### Required work
Going through the data below, copy out each line where the word "established" shows up.

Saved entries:

Content starts

//! Handshakes that turn a cookie into a pair of transport keys.
//!
//! Both kinds exchange one message in each direction. Every message is wrapped in a cookie the
//! receiver minted earlier and carries a [Payload] with:
//!
//! - the base nonce the sender will use for data packets,
//! - the SHA-512 of the outer cookie (binding the encrypted part to the cookie it arrived with),
//! - a fresh cookie minted by the sender for the receiver to wrap its reply in.
//!
//! [HandshakeKind::NoiseIK] runs the Noise `IK` pattern (see [noise]). [HandshakeKind::Legacy]
//! boxes the payload under the static keys and exchanges session keys (see [legacy]). An
//! endpoint speaks exactly one kind.

use crate::{
    cookie::{Cookie, CookieContents, CookieKey},
    crypto::{constant_time_eq, sha512, Nonce, PublicKey, SharedKey, NONCE_SIZE, SHA512_SIZE},
    Error,
};
use bytes::{Buf, BufMut};
use commonware_codec::{Error as CodecError, FixedSize, Read, ReadExt, Write};
use x25519_dalek::StaticSecret;

pub mod legacy;
pub mod noise;

/// Which handshake an endpoint runs.
#[derive(Clone, Copy, Debug, Default, PartialEq, Eq)]
pub enum HandshakeKind {
    /// Box-based exchange of session keys. No forward secrecy for the handshake itself.
    Legacy,

    /// Noise `IK` with x25519, ChaCha20-Poly1305 and SHA-512.
    #[default]
    NoiseIK,
}

/// The plaintext carried by every handshake message.
#[derive(Clone, Debug, PartialEq, Eq)]
pub struct Payload {
    /// Base nonce for data packets sent by the author of the message.
    pub base_nonce: Nonce,

    /// SHA-512 of the cookie wrapping the message.
    pub cookie_hash: [u8; SHA512_SIZE],

    /// A cookie for the receiver to wrap its reply in.
    pub other_cookie: Cookie,
}

impl Payload {
    /// Build the payload for a message wrapped in `outer`.
    pub fn new(base_nonce: Nonce, outer: &Cookie, other_cookie: Cookie) -> Self {
        Self {
            base_nonce,
            cookie_hash: sha512(outer.as_bytes()),
            other_cookie,
        }
    }

    /// Check the payload was written for a message wrapped in `outer`.
    pub fn verify(&self, outer: &Cookie) -> Result<(), Error> {
        if !constant_time_eq(&self.cookie_hash, &sha512(outer.as_bytes())) {
            return Err(Error::CookieHashMismatch);
        }
        Ok(())
    }
}

impl Write for Payload {
    fn write(&self, buf: &mut impl BufMut) {
        self.base_nonce.as_bytes().write(buf);
        self.cookie_hash.write(buf);
        self.other_cookie.write(buf);
    }
}

impl Read for Payload {
    type Cfg = ();

    fn read_cfg(buf: &mut impl Buf, _: &()) -> Result<Self, CodecError> {
        let base_nonce = Nonce::from_bytes(<[u8; NONCE_SIZE]>::read(buf)?);
        let cookie_hash = <[u8; SHA512_SIZE]>::read(buf)?;
        let other_cookie = Cookie::read(buf)?;
        Ok(Self {
            base_nonce,
            cookie_hash,
            other_cookie,
        })
    }
}

impl FixedSize for Payload {
    const SIZE: usize = NONCE_SIZE + SHA512_SIZE + Cookie::SIZE;
}

/// What a valid handshake message tells us about its author.
#[derive(Clone, Debug, PartialEq, Eq)]
pub struct Peer {
    /// Long-term identity key, as bound by the outer cookie.
    pub identity: PublicKey,

    /// DHT key, as bound by the outer cookie.
    pub dht: PublicKey,

    /// Base nonce of the data packets the peer will send.
    pub base_nonce: Nonce,

    /// The cookie our reply must be wrapped in.
    pub other_cookie: Cookie,
}

impl Peer {
    fn new(contents: CookieContents, payload: Payload) -> Self {
        Self {
            identity: contents.identity,
            dht: contents.dht,
            base_nonce: payload.base_nonce,
            other_cookie: payload.other_cookie,
        }
    }
}

/// Directional keys for data packets.
#[derive(Debug)]
pub struct TransportKeys {
    /// Key for packets we send.
    pub send: SharedKey,

    /// Key for packets we receive.
    pub recv: SharedKey,
}

/// Handshake state held by the side that sent the first message.
pub enum Handshake {
    /// Waiting for the Noise reply.
    Noise(noise::Initiator),

    /// Waiting for the peer's session key.
    Legacy {
        /// Our session secret, advertised in the message we sent.
        session: StaticSecret,
    },
}

/// Open the cookie wrapping an inbound message and check the payload refers to it.
fn open_outer(
    cookie_key: &CookieKey,
    now: u64,
    outer: &Cookie,
    payload: &Payload,
) -> Result<CookieContents, Error> {
    let contents = cookie_key.open(outer, now)?;
    payload.verify(outer)?;
    Ok(contents)
}

#[cfg(test)]
mod tests {
    use super::*;
    use crate::crypto::KeyPair;
    use commonware_codec::{DecodeExt, Encode};
    use rand::{rngs::StdRng, SeedableRng};

    #[test]
    fn test_payload() {
        assert_eq!(Payload::SIZE, 200);

        let mut rng = StdRng::seed_from_u64(0);
        let key = CookieKey::new(&mut rng, 15);
        let contents = CookieContents {
            identity: *KeyPair::from_seed(0).public(),
            dht: *KeyPair::from_seed(1).public(),
        };
        let outer = key.create(&mut rng, 0, &contents).unwrap();
        let other = key.create(&mut rng, 0, &contents).unwrap();

        let payload = Payload::new(Nonce::random(&mut rng), &outer, other);
        let decoded = Payload::decode(payload.encode()).unwrap();
        assert_eq!(decoded, payload);
        decoded.verify(&outer).unwrap();
        assert!(matches!(
            decoded.verify(&other),
            Err(Error::CookieHashMismatch)
        ));

        assert_eq!(open_outer(&key, 0, &outer, &payload).unwrap(), contents);
        assert!(open_outer(&key, 0, &other, &payload).is_err());
    }
}
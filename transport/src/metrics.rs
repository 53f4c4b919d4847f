//! Metrics for an [crate::Endpoint].

use crate::packet::PacketType;
use prometheus_client::{
    encoding::{EncodeLabelSet, EncodeLabelValue},
    metrics::{counter::Counter, family::Family, gauge::Gauge},
    registry::Registry,
};

/// The type of a datagram, as given by its first byte.
#[derive(Clone, Debug, Hash, PartialEq, Eq, EncodeLabelValue)]
pub enum Kind {
    CookieRequest,
    CookieResponse,
    Handshake,
    Data,
    /// Empty or carrying a type byte we do not handle.
    Unknown,
}

impl From<Option<PacketType>> for Kind {
    fn from(value: Option<PacketType>) -> Self {
        match value {
            Some(PacketType::CookieRequest) => Self::CookieRequest,
            Some(PacketType::CookieResponse) => Self::CookieResponse,
            Some(PacketType::Handshake) => Self::Handshake,
            Some(PacketType::Data) => Self::Data,
            None => Self::Unknown,
        }
    }
}

/// Metric label for a datagram.
#[derive(Clone, Debug, Hash, PartialEq, Eq, EncodeLabelSet)]
pub struct Packet {
    pub kind: Kind,
}

impl Packet {
    pub fn new(kind: impl Into<Kind>) -> Self {
        Self { kind: kind.into() }
    }
}

/// Metrics for the [crate::Endpoint].
#[derive(Default)]
pub struct Metrics {
    /// Number of datagrams received, by type.
    pub received: Family<Packet, Counter>,

    /// Number of datagrams dropped (malformed, forged, stale or unexpected), by type.
    pub dropped: Family<Packet, Counter>,

    /// Number of datagrams handed to the substrate, by type.
    pub sent: Family<Packet, Counter>,

    /// Number of cookies minted in answer to cookie requests.
    pub cookies_issued: Counter,

    /// Number of handshakes that produced transport keys.
    pub handshakes: Counter,

    /// Number of connections that became established.
    pub established: Counter,

    /// Number of lossless packets sent again after the peer requested them.
    pub retransmissions: Counter,

    /// Number of connections killed (locally, by the peer or after too many tries).
    pub kills: Counter,

    /// Number of connections currently held.
    pub connections: Gauge,
}

impl Metrics {
    /// Create and return a new set of metrics, registered with the given registry.
    pub fn init(registry: &mut Registry) -> Self {
        let metrics = Self::default();
        registry.register(
            "received",
            "Number of datagrams received by type",
            metrics.received.clone(),
        );
        registry.register(
            "dropped",
            "Number of datagrams dropped by type",
            metrics.dropped.clone(),
        );
        registry.register(
            "sent",
            "Number of datagrams handed to the substrate by type",
            metrics.sent.clone(),
        );
        registry.register(
            "cookies_issued",
            "Number of cookies minted in answer to cookie requests",
            metrics.cookies_issued.clone(),
        );
        registry.register(
            "handshakes",
            "Number of handshakes that produced transport keys",
            metrics.handshakes.clone(),
        );
        registry.register(
            "established",
            "Number of connections that became established",
            metrics.established.clone(),
        );
        registry.register(
            "retransmissions",
            "Number of lossless packets sent again after the peer requested them",
            metrics.retransmissions.clone(),
        );
        registry.register(
            "kills",
            "Number of connections killed",
            metrics.kills.clone(),
        );
        registry.register(
            "connections",
            "Number of connections currently held",
            metrics.connections.clone(),
        );
        metrics
    }
}

#[cfg(test)]
mod tests {
    use super::*;
    use prometheus_client::encoding::text::encode;

    #[test]
    fn test_encode() {
        let mut registry = Registry::default();
        let metrics = Metrics::init(&mut registry);
        metrics
            .received
            .get_or_create(&Packet::new(Some(PacketType::Data)))
            .inc();
        metrics.dropped.get_or_create(&Packet::new(None)).inc();
        metrics.connections.set(3);

        let mut buffer = String::new();
        encode(&mut buffer, &registry).unwrap();
        assert!(buffer.contains("received_total{kind=\"Data\"} 1"));
        assert!(buffer.contains("dropped_total{kind=\"Unknown\"} 1"));
        assert!(buffer.contains("connections 3"));
    }
}
use criterion::{criterion_group, BatchSize, Criterion};
use peerwire_transport::{
    crypto::{Nonce, SharedKey},
    packet::{self, MAX_DATA_SIZE},
};

fn bench_seal_open(c: &mut Criterion) {
    let mut rng = super::rng();
    let key = SharedKey::random(&mut rng);
    let nonce = Nonce::random(&mut rng);
    for n in [16, 256, MAX_DATA_SIZE] {
        let mut data = vec![0u8; n];
        data[0] = 16;
        c.bench_function(&format!("{}/seal/n={}", module_path!(), n), |b| {
            b.iter(|| packet::seal(&mut rng, &key, &nonce, 0, 0, &data).unwrap())
        });
        c.bench_function(&format!("{}/open/n={}", module_path!(), n), |b| {
            b.iter_batched(
                || packet::seal(&mut rng, &key, &nonce, 0, 0, &data).unwrap(),
                |sealed| packet::open(&key, &nonce, &sealed).unwrap(),
                BatchSize::SmallInput,
            )
        });
    }
}

criterion_group!(benches, bench_seal_open);
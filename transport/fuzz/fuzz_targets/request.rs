#![no_main]

use arbitrary::Arbitrary;
use bytes::Bytes;
use libfuzzer_sys::fuzz_target;
use peerwire_transport::{
    array::PacketArray,
    request::{self, Outbound},
};

const CAPACITY: usize = 64;

#[derive(Arbitrary, Debug)]
struct FuzzInput {
    start: u8,
    count: u8,
    sent_at: Vec<Option<u16>>,
    packet: Vec<u8>,
    rtt: u16,
    now: u16,
}

fn fuzz(input: FuzzInput) {
    let mut send = PacketArray::new(CAPACITY);
    let start = (input.start as usize % CAPACITY) as u32;
    send.set_end(start).unwrap();
    send.clear_until(start).unwrap();
    let count = (input.count as usize).min(CAPACITY);
    for i in 0..count {
        let mut outbound = Outbound::new(Bytes::from_static(&[16]));
        outbound.sent_at = input.sent_at.get(i).copied().flatten().map(u64::from);
        send.push(outbound).unwrap();
    }
    let before = send.len();

    let _ = request::handle(&mut send, &input.packet, input.rtt as u64, input.now as u64);

    // A request frees entries but never moves the window
    assert_eq!(send.len(), before);
    assert_eq!(send.start(), start);
}

fuzz_target!(|input: FuzzInput| {
    fuzz(input);
});
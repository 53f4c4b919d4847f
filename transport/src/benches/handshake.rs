use super::{cookie, payload, rng, NOW};
use criterion::{criterion_group, Criterion};
use peerwire_transport::{cookie::CookieKey, crypto::KeyPair, handshake::noise};

fn bench_noise(c: &mut Criterion) {
    let mut rng = rng();
    let initiator = KeyPair::from_seed(0);
    let initiator_cookies = CookieKey::new(&mut rng, 15);
    let responder = KeyPair::from_seed(1);
    let responder_cookies = CookieKey::new(&mut rng, 15);

    c.bench_function(&format!("{}/noise", module_path!()), |b| {
        b.iter(|| {
            let outer = cookie(&mut rng, &responder_cookies, &initiator);
            let reply = cookie(&mut rng, &initiator_cookies, &responder);
            let sent = payload(&mut rng, &outer, reply);
            let (state, initiation) =
                noise::Initiator::new(&mut rng, &initiator, responder.public(), outer, &sent)
                    .unwrap();

            let (answer, peer) =
                noise::Responder::read(&responder, &responder_cookies, NOW, &initiation).unwrap();
            let other = cookie(&mut rng, &responder_cookies, &initiator);
            let answered = payload(&mut rng, &peer.other_cookie, other);
            let (response, _) = answer.respond(&mut rng, reply, &answered).unwrap();
            state
                .finish(&initiator, &initiator_cookies, NOW, &response)
                .unwrap()
        })
    });
}

criterion_group!(benches, bench_noise);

Content ends

### Exercise solution
    /// Number of connections that became established.
    pub established: Counter,
            "established",
            "Number of connections that became established",
            metrics.established.clone(),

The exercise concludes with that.